The more complex you make it, the more secure; the cost being the more inconvenient it becomes to access your data. Likewise, the corollary is also true, the less complex the security, the less secure but the payback is easier access to your data.

So, what you have to do is a simple risk assesment:

  • The value of the data to you (i.e. what's it worth to you?)
  • The importance of the data (can you live without it?)
  • The cost of the data (how much did/would it cost you to (re)create?)
  • How accessible do you need it (every day, every year, once in a lifetime?)

Granted, this is a very abridged version, but should suffice for this scenario.

Use the answers to the question to see what makes the most sense keeping in mind that the moment you place the data on someone else's servers (meaning the cloud) you inherently introduce risk into the equation.

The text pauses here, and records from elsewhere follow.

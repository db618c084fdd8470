//! News/Financial multi-agent routing
//!
//! This crate wires a host routing agent to two A2A specialists. It provides:
//!
//! - A keyword/ticker policy that picks the News or Financial specialist
//! - A2A agent card discovery and `message/send` delegation
//! - Specialists answering through a llama.cpp (OpenAI-compatible) server
//! - OpenSearch k-NN retrieval for grounded news answers
//! - MCP tools offered to the model with a bounded tool-call loop
//!
//! # Architecture
//!
//! ```text
//! ┌─────────────────────────────────────────────────────────────────┐
//! │               Chat client (OpenAI-compatible API)               │
//! └───────────────────────────┬─────────────────────────────────────┘
//!                             │ POST /v1/chat/completions
//!                             ▼
//! ┌─────────────────────────────────────────────────────────────────┐
//! │                         host agent                              │
//! │  ┌────────────┐ ┌────────────┐ ┌────────────┐ ┌────────────┐    │
//! │  │ Policy     │ │ Decision   │ │ Specialist │ │ Session    │    │
//! │  │ Manager    │ │ Flow       │ │ Router     │ │ History    │    │
//! │  └────────────┘ └────────────┘ └────────────┘ └────────────┘    │
//! └───────────────────────────┬─────────────────────────────────────┘
//!                             │ A2A (JSON-RPC over HTTP)
//!                 ┌───────────┴───────────┐
//!                 ▼                       ▼
//!         ┌───────────────┐       ┌───────────────┐
//!         │  News Agent   │       │  Financial    │
//!         │  :10001       │       │  Agent :10002 │
//!         └───┬───────┬───┘       └───┬───────────┘
//!             │       │               │
//!             ▼       ▼               ▼
//!      OpenSearch   llama.cpp server + MCP tool servers
//! ```
//!
//! # Environment
//!
//! | Variable | Used by |
//! |----------|---------|
//! | `NEWS_AGENT_URL`, `FIN_AGENT_URL` | host discovery |
//! | `MCP_ENABLED`, `MCP_TARGETS`, `MCP_*_TIMEOUT_SEC`, `MCP_MAX_TOOL_CALL_DEPTH` | specialist tools |
//! | `LLM_BASE_URL`, `LLAMA_MODEL_PATH`, `LLM_MODEL` | specialist model |
//! | `OPENSEARCH_URL`, `OPENSEARCH_INDEX`, `RAG_TOP_K`, `EMBEDDING_DIM` | news retrieval, ingest |
//! | `APP_URL` | URL on a specialist's agent card |

pub mod client;
pub mod config;
pub mod error;
pub mod llm;
pub mod mcp;
pub mod orchestrator;
pub mod policy;
pub mod protocol;
pub mod retrieval;
pub mod router;
pub mod server;
pub mod specialist;
pub mod tools;
pub mod workflow;

pub use config::Settings;
pub use error::{Error, Result};
pub use orchestrator::{initialize_routing_agent, RoutingAgent};
pub use policy::{NewsFinancePolicyManager, PolicyClassification, Route};
pub use specialist::{SpecialistAgent, SpecialistExecutor, SpecialistProfile};
pub use tools::ToolRegistry;
pub use workflow::HostGraphState;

Ahh...but with that last statement, you might be thinking "I should store it offline." That's a possibility, but then you introduce the issue of losing your data should you misplace the device (i.e. USB flash) that you placed it on.

What do I do?

My critical stuff is on a USB that is disguised as an innocent looking object. It's backed up to another USB that is placed in a safe in an undisclosed location.

My "not so critical stuff" is encrypted, then put on a cloud provider for ease of access.

But, that's what works for me. YMMV


Saving it somewhere yourself is more secure as long as that somewhere else is memorized in your own brain. Otherwise the answer to this isn't static.

iCloud can have vulnerabilities and so can Dropbox. Knowing about some vulnerabilities only informs you about those that have become public. Right now we might possibly know about a vulnerability in iCloud, but tomorrow that could be patched and 12 vulnerabilities in Dropbox could be revealed.

I would consider them to be basically equal if you aren't going to memorize the recovery key.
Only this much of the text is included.